ARC Review: The Blood Between Us

The Blood Between Us

Originally published on Readingteen.net

 

I went into this story rather blind and I have to say that may have worked in my favor as I did not have super high hopes.

Adrien is the adopted son of two respected chemists that die tragically in an accident. Adrien’s sister, Grace, is the model of perfection and never does anything wrong. She loves reminding Adrien that he has been adopted and not really her sibling. After the tragic loss of his parents, Adrien moves to a new boarding school in hopes of starting over… without his Queen B of a sister, Grace. After four years, more heart breaking news shatters what is left of Adrien’s family and he goes back home to tend to matters. Along the way, he starts receiving cryptic texts from someone he doesn’t know, telling him that Grace is up to not good and may be responsible for their parents’ death. Adrien quickly spends all of his time trying to solve the mystery of what really happened on that fateful day and if Grace really did have anything to do with the death of their parents.

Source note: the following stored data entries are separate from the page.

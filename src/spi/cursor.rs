use super::{row_iterator, ResultSet};
use crate::host::{FetchDirection, RowSet};
use crate::runtime::Runtime;
use crate::tracker::ResourceId;
use crate::{Error, Result};
use mlua::{Lua, MetaMethod, UserData, UserDataMethods, Value};
use std::cell::Cell;
use std::rc::Rc;

/// Script handle on an open portal.
///
/// The handle is registered with the cleanup registry for as long as it is
/// alive; draining the registry marks it closed, after which every method
/// fails instead of touching a portal the host has already dropped.
pub(crate) struct Cursor {
    rt: Rc<Runtime>,
    name: String,
    closed: Rc<Cell<bool>>,
    resource: Cell<Option<ResourceId>>,
}

impl Cursor {
    /// Wraps the portal called `name`.
    pub fn attach(rt: &Rc<Runtime>, name: &str) -> Self {
        let closed = Rc::new(Cell::new(false));
        let flag = Rc::clone(&closed);
        let portal = name.to_string();
        let resource = rt.registry.register(move || {
            log::debug!("transaction end closed cursor {}", portal);
            flag.set(true);
        });
        Self { rt: Rc::clone(rt), name: name.to_string(), closed, resource: Cell::new(Some(resource)) }
    }

    pub fn name(&self) -> &str {
        &self.name
    }

    fn check_open(&self) -> Result<()> {
        if self.closed.get() {
            Err(Error::runtime(format!("cursor \"{}\" is closed", self.name)))
        } else {
            Ok(())
        }
    }

    fn fetch(&self, direction: FetchDirection, count: i64) -> Result<Option<RowSet>> {
        self.check_open()?;
        let rows = self.rt.host.fetch(&self.name, direction, count)?;
        Ok(if rows.is_empty() { None } else { Some(rows) })
    }

    fn reposition(&self, direction: FetchDirection, count: i64) -> Result<()> {
        self.check_open()?;
        self.rt.host.move_cursor(&self.name, direction, count)
    }

    /// Closes the portal. Closing twice is a no-op.
    pub fn close(&self) -> Result<()> {
        if self.closed.replace(true) {
            return Ok(());
        }
        self.unregister();
        self.rt.host.close_cursor(&self.name)
    }

    fn unregister(&self) {
        if let Some(id) = self.resource.take() {
            self.rt.registry.unregister(id);
        }
    }

    fn rows_value<'lua>(&self, lua: &'lua Lua, rows: Option<RowSet>) -> mlua::Result<Value<'lua>> {
        match rows {
            Some(rows) => Ok(Value::UserData(lua.create_userdata(ResultSet::new(&self.rt, rows))?)),
            None => Ok(Value::Nil),
        }
    }

    /// Row iterator over the rest of this portal.
    pub fn into_rows<'lua>(self, lua: &'lua Lua) -> mlua::Result<Value<'lua>> {
        let rt = Rc::clone(&self.rt);
        row_iterator(lua, &rt, self)
    }
}

fn position_direction(relative: Option<bool>) -> FetchDirection {
    if relative.unwrap_or(false) {
        FetchDirection::Relative
    } else {
        FetchDirection::Absolute
    }
}

impl UserData for Cursor {
    fn add_methods<'lua, M: UserDataMethods<'lua, Self>>(methods: &mut M) {
        methods.add_method("fetch", |lua, this, count: Option<i64>| {
            let rows = this.fetch(FetchDirection::Forward, count.unwrap_or(i64::MAX))?;
            this.rows_value(lua, rows)
        });

        methods.add_method("move", |_, this, count: Option<i64>| {
            this.reposition(FetchDirection::Forward, count.unwrap_or(0))?;
            Ok(())
        });

        methods.add_method("posfetch", |lua, this, (pos, relative): (i64, Option<bool>)| {
            let rows = this.fetch(position_direction(relative), pos)?;
            this.rows_value(lua, rows)
        });

        methods.add_method("posmove", |_, this, (pos, relative): (i64, Option<bool>)| {
            this.reposition(position_direction(relative), pos)?;
            Ok(())
        });

        methods.add_method("close", |_, this, ()| {
            this.close()?;
            Ok(())
        });

        methods.add_meta_method(MetaMethod::ToString, |_, this, ()| Ok(format!("cursor: {}", this.name)));
    }
}

impl Drop for Cursor {
    fn drop(&mut self) {
        self.unregister();
    }
}
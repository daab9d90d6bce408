use super::Datum;
use crate::types::{Alignment, Oid};
use crate::{Error, Result};

/// Extent of one array dimension.
#[derive(Debug, Clone, Copy, PartialEq, Eq)]
pub struct ArrayDim {
    /// Number of elements along this dimension.
    pub len: usize,
    /// Subscript of the first element.
    pub lower: i32,
}

impl ArrayDim {
    /// Creates a dimension.
    pub fn new(len: usize, lower: i32) -> Self {
        Self { len, lower }
    }

    /// Subscript of the last element.
    pub fn upper(&self) -> i32 {
        self.lower + self.len as i32 - 1
    }
}

/// N-dimensional array with per-dimension lower bounds.
///
/// Elements are stored in row-major order; `None` marks a NULL element.
/// An array with no dimensions is the canonical empty array.
#[derive(Debug, Clone, PartialEq)]
pub struct ArrayValue {
    element_type: Oid,
    dims: Vec<ArrayDim>,
    elements: Vec<Option<Datum>>,
}

impl ArrayValue {
    /// Creates an array. The element count must equal the product of the
    /// dimension lengths.
    pub fn new(element_type: Oid, dims: Vec<ArrayDim>, elements: Vec<Option<Datum>>) -> Result<Self> {
        let count = dims.iter().try_fold(1usize, |acc, d| acc.checked_mul(d.len));
        let count = count.ok_or_else(|| Error::size("array size exceeds the maximum allowed"))?;

        if dims.is_empty() || count == 0 {
            if !elements.is_empty() {
                return Err(Error::conversion("empty array cannot carry elements"));
            }
            return Ok(Self::empty(element_type));
        }

        if count != elements.len() {
            return Err(Error::conversion(format!(
                "array dimensions describe {} elements but {} were given",
                count,
                elements.len()
            )));
        }

        for d in &dims {
            if (d.lower as i64) + (d.len as i64) - 1 > i32::MAX as i64 {
                return Err(Error::size("array upper bound is too large"));
            }
        }

        Ok(Self { element_type, dims, elements })
    }

    /// Creates the empty array.
    pub fn empty(element_type: Oid) -> Self {
        Self { element_type, dims: Vec::new(), elements: Vec::new() }
    }

    /// Creates a one-dimensional array with lower bound 1.
    pub fn from_vec(element_type: Oid, elements: Vec<Option<Datum>>) -> Self {
        if elements.is_empty() {
            return Self::empty(element_type);
        }
        let dims = vec![ArrayDim::new(elements.len(), 1)];
        Self { element_type, dims, elements }
    }

    /// Creates an array from its physical form: the non-null values in
    /// order plus an optional null bitmap (bit set = value present).
    pub fn from_dense(
        element_type: Oid,
        dims: Vec<ArrayDim>,
        values: Vec<Datum>,
        bitmap: Option<&[u8]>,
    ) -> Result<Self> {
        let count: usize = dims.iter().map(|d| d.len).product();
        let elements = match bitmap {
            None => values.into_iter().map(Some).collect(),
            Some(bits) => {
                if bits.len() < (count + 7) / 8 {
                    return Err(Error::conversion("null bitmap is too short"));
                }
                let mut values = values.into_iter();
                let mut elements = Vec::with_capacity(count);
                for i in 0..count {
                    if bits[i / 8] & (1 << (i % 8)) != 0 {
                        let v = values
                            .next()
                            .ok_or_else(|| Error::conversion("null bitmap marks more values than given"))?;
                        elements.push(Some(v));
                    } else {
                        elements.push(None);
                    }
                }
                if values.next().is_some() {
                    return Err(Error::conversion("more values given than the null bitmap marks"));
                }
                elements
            }
        };
        Self::new(element_type, dims, elements)
    }

    /// Element type.
    pub fn element_type(&self) -> Oid {
        self.element_type
    }

    /// Dimensions, outermost first.
    pub fn dims(&self) -> &[ArrayDim] {
        &self.dims
    }

    /// Number of dimensions.
    pub fn ndims(&self) -> usize {
        self.dims.len()
    }

    /// Elements in row-major order.
    pub fn elements(&self) -> &[Option<Datum>] {
        &self.elements
    }

    /// Consumes the array, returning its elements.
    pub fn into_elements(self) -> Vec<Option<Datum>> {
        self.elements
    }

    /// Total element count.
    pub fn len(&self) -> usize {
        self.elements.len()
    }

    /// True for the empty array.
    pub fn is_empty(&self) -> bool {
        self.elements.is_empty()
    }

    /// True when any element is NULL.
    pub fn has_nulls(&self) -> bool {
        self.elements.iter().any(Option::is_none)
    }

    /// Null bitmap of the physical form, present only when the array has
    /// NULL elements.
    pub fn null_bitmap(&self) -> Option<Vec<u8>> {
        if !self.has_nulls() {
            return None;
        }
        let mut bits = vec![0u8; (self.elements.len() + 7) / 8];
        for (i, e) in self.elements.iter().enumerate() {
            if e.is_some() {
                bits[i / 8] |= 1 << (i % 8);
            }
        }
        Some(bits)
    }

    /// Row-major offset of a subscript, honoring lower bounds.
    pub fn offset(&self, subscript: &[i32]) -> Option<usize> {
        if subscript.len() != self.dims.len() || self.dims.is_empty() {
            return None;
        }
        let mut offset = 0usize;
        for (s, d) in subscript.iter().zip(&self.dims) {
            if *s < d.lower || *s > d.upper() {
                return None;
            }
            offset = offset * d.len + (*s - d.lower) as usize;
        }
        Some(offset)
    }

    /// Element at `subscript`; `None` when out of range or NULL.
    pub fn get(&self, subscript: &[i32]) -> Option<&Datum> {
        self.offset(subscript).and_then(|i| self.elements[i].as_ref())
    }

    /// Size of the header: fixed part, dimension vector and null bitmap.
    pub fn overhead(ndims: usize, nitems: usize, has_nulls: bool) -> usize {
        let bitmap = if has_nulls { (nitems + 7) / 8 } else { 0 };
        Alignment::Double.align(16 + 8 * ndims + bitmap)
    }

    /// Encoded size assuming variable-length, int-aligned elements.
    pub fn encoded_size(&self) -> usize {
        self.encoded_size_for(-1, Alignment::Int)
    }

    /// Encoded size for elements of the given storage length and alignment.
    pub fn encoded_size_for(&self, elem_len: i16, align: Alignment) -> usize {
        let mut size = Self::overhead(self.dims.len(), self.elements.len(), self.has_nulls());
        for d in self.elements.iter().flatten() {
            size = align.align(size) + element_size(d, elem_len);
        }
        size
    }
}

/// Stored size of one element.
pub(crate) fn element_size(datum: &Datum, elem_len: i16) -> usize {
    match elem_len {
        n if n > 0 => n as usize,
        -2 => datum.data_size() + 1,
        _ => datum.data_size() + 4,
    }
}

The first few chapters of the book hooked me. They were gritty, intense, and full of mystery. Sadly, that momentum did not hold up as the book progressed. Instead, the pace slowed to a crawl and it became frightfully boring. The interactions between Adrien and the other characters soon felt forced and awkward, like two strangers trying to rehearse a love scene. None of it felt believable or honest.

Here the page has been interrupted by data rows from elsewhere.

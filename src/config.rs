//! Configuration options for a handler engine.

use serde::{Deserialize, Serialize};
use std::time::Duration;

/// Largest single allocation the host accepts (1 GB - 1).
pub const MAX_ALLOC_SIZE: usize = 0x3fff_ffff;

/// Maximum number of array dimensions the host supports.
pub const MAX_ARRAY_DIMS: usize = 6;

/// Configuration options for creating an [`Engine`](crate::Engine).
#[derive(Debug, Clone, PartialEq, Serialize, Deserialize)]
#[serde(default)]
pub struct Options {
    /// Run scripts in the restricted sandbox: limited standard library,
    /// read-only globals, `setshared` to publish values.
    /// Default: true
    pub trusted: bool,

    /// Allocation ceiling used by array size checks (in bytes).
    /// Default: 0x3fffffff
    pub max_alloc_size: usize,

    /// Maximum number of array dimensions.
    /// Default: 6
    pub max_array_dims: usize,

    /// Maximum nesting depth accepted when reading script tables.
    /// Default: 64
    pub max_table_depth: usize,

    /// Number of rows prefetched per round trip by cursor iterators.
    /// Default: 50
    pub fetch_size: usize,

    /// Maximum wall-clock time a single invocation may run.
    /// Default: None (no limit)
    pub timeout: Option<Duration>,

    /// Chunk name reported in script error messages.
    /// Default: "pllua chunk"
    pub chunk_name: String,
}

impl Default for Options {
    fn default() -> Self {
        Self {
            trusted: true,
            max_alloc_size: MAX_ALLOC_SIZE,
            max_array_dims: MAX_ARRAY_DIMS,
            max_table_depth: 64,
            fetch_size: 50,
            timeout: None,
            chunk_name: "pllua chunk".to_string(),
        }
    }
}

impl Options {
    /// Creates a new Options with default values.
    pub fn new() -> Self {
        Self::default()
    }

    /// Loads options from a JSON document. Missing fields take their defaults.
    pub fn from_json(json: &str) -> crate::Result<Self> {
        let options: Options = serde_json::from_str(json)?;
        options.validate()?;
        Ok(options)
    }

    /// Sets whether scripts run in the restricted sandbox.
    pub fn trusted(mut self, value: bool) -> Self {
        self.trusted = value;
        self
    }

    /// Sets the allocation ceiling.
    pub fn max_alloc_size(mut self, size: usize) -> Self {
        self.max_alloc_size = size;
        self
    }

    /// Sets the maximum number of array dimensions.
    pub fn max_array_dims(mut self, dims: usize) -> Self {
        self.max_array_dims = dims;
        self
    }

    /// Sets the table nesting limit.
    pub fn max_table_depth(mut self, depth: usize) -> Self {
        self.max_table_depth = depth;
        self
    }

    /// Sets the cursor prefetch size.
    pub fn fetch_size(mut self, rows: usize) -> Self {
        self.fetch_size = rows;
        self
    }

    /// Sets the per-invocation timeout.
    pub fn timeout(mut self, timeout: Option<Duration>) -> Self {
        self.timeout = timeout;
        self
    }

    /// Sets the chunk name.
    pub fn chunk_name(mut self, name: impl Into<String>) -> Self {
        self.chunk_name = name.into();
        self
    }

    /// Validates the options.
    pub fn validate(&self) -> crate::Result<()> {
        if self.max_alloc_size == 0 {
            return Err(crate::Error::invalid_argument("max_alloc_size must be > 0"));
        }

        if self.max_array_dims == 0 || self.max_array_dims > MAX_ARRAY_DIMS {
            return Err(crate::Error::invalid_argument(format!(
                "max_array_dims must be between 1 and {}",
                MAX_ARRAY_DIMS
            )));
        }

        if self.max_table_depth < self.max_array_dims {
            return Err(crate::Error::invalid_argument(
                "max_table_depth must be >= max_array_dims",
            ));
        }

        if self.fetch_size == 0 {
            return Err(crate::Error::invalid_argument("fetch_size must be > 0"));
        }

        if self.chunk_name.is_empty() {
            return Err(crate::Error::invalid_argument("chunk_name must not be empty"));
        }

        Ok(())
    }
}
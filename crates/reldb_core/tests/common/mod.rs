//! Shared fixtures for integration tests.

#![allow(dead_code)]

use reldb_core::{Config, Record, Relationships, Store};
use serde::{Deserialize, Serialize};
use std::sync::Once;

#[derive(Debug, Clone, Default, PartialEq, Serialize, Deserialize)]
pub struct Task {
    pub id: String,
    pub project: String,
    pub labels: Vec<String>,
    pub title: String,
}

impl Task {
    pub fn new(project: &str, title: &str) -> Self {
        Self {
            project: project.to_string(),
            title: title.to_string(),
            ..Self::default()
        }
    }

    pub fn labeled(mut self, label: &str) -> Self {
        self.labels.push(label.to_string());
        self
    }
}

impl Record for Task {
    const TYPE_NAME: &'static str = "task";

    fn id(&self) -> &str {
        &self.id
    }

    fn set_id(&mut self, id: String) {
        self.id = id;
    }

    fn relationships(&self) -> Relationships {
        Relationships::new()
            .with("projects", [&self.project])
            .with("labels", &self.labels)
    }
}

pub const RELATIONSHIPS: [&str; 2] = ["projects", "labels"];

pub fn open(config: Config) -> Store<Task> {
    init_tracing();
    Store::open(config, RELATIONSHIPS).unwrap()
}

/// Installs a test subscriber once; `RUST_LOG=reldb_core=debug` shows batch
/// splits and flushes.
pub fn init_tracing() {
    static INIT: Once = Once::new();
    INIT.call_once(|| {
        let _ = tracing_subscriber::fmt()
            .with_env_filter(tracing_subscriber::EnvFilter::from_default_env())
            .with_test_writer()
            .try_init();
    });
}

My opinion of Adrien changed as the story went on. I started out really cheering for him, but soon felt he was the biggest jerk on the planet. His actions were arrogant while his inner monologue made him appear to be a different type of character. I had a hard time trying to figure out exactly what type of character he was supposed to be: broken and suffering boy or arrogant, privileged son? Don’t get me started on Grace and the other characters. They all felt flat and lifeless, as if they were written on the extreme side of their personas. Meaning, they were just too much and none of them relateable.

There were tough topics within this book that I was not prepared for: underage drinking and wild sexual behavior. Now granted, these are not new to the YA genre, but it felt as if the author was trying to use this forum – his book – to discuss the problems with these topics and how they should be addressed more in real life. Uh.. okayyyyyy… I agree but it did not need to come across as preaching in the book.

I wanted to enjoy this story more than I did, but it just was not in the stars. I wish there had been more tension and mystery, more suspense. I gave this story 2 stars because it was a quick read, but it was not a solid read.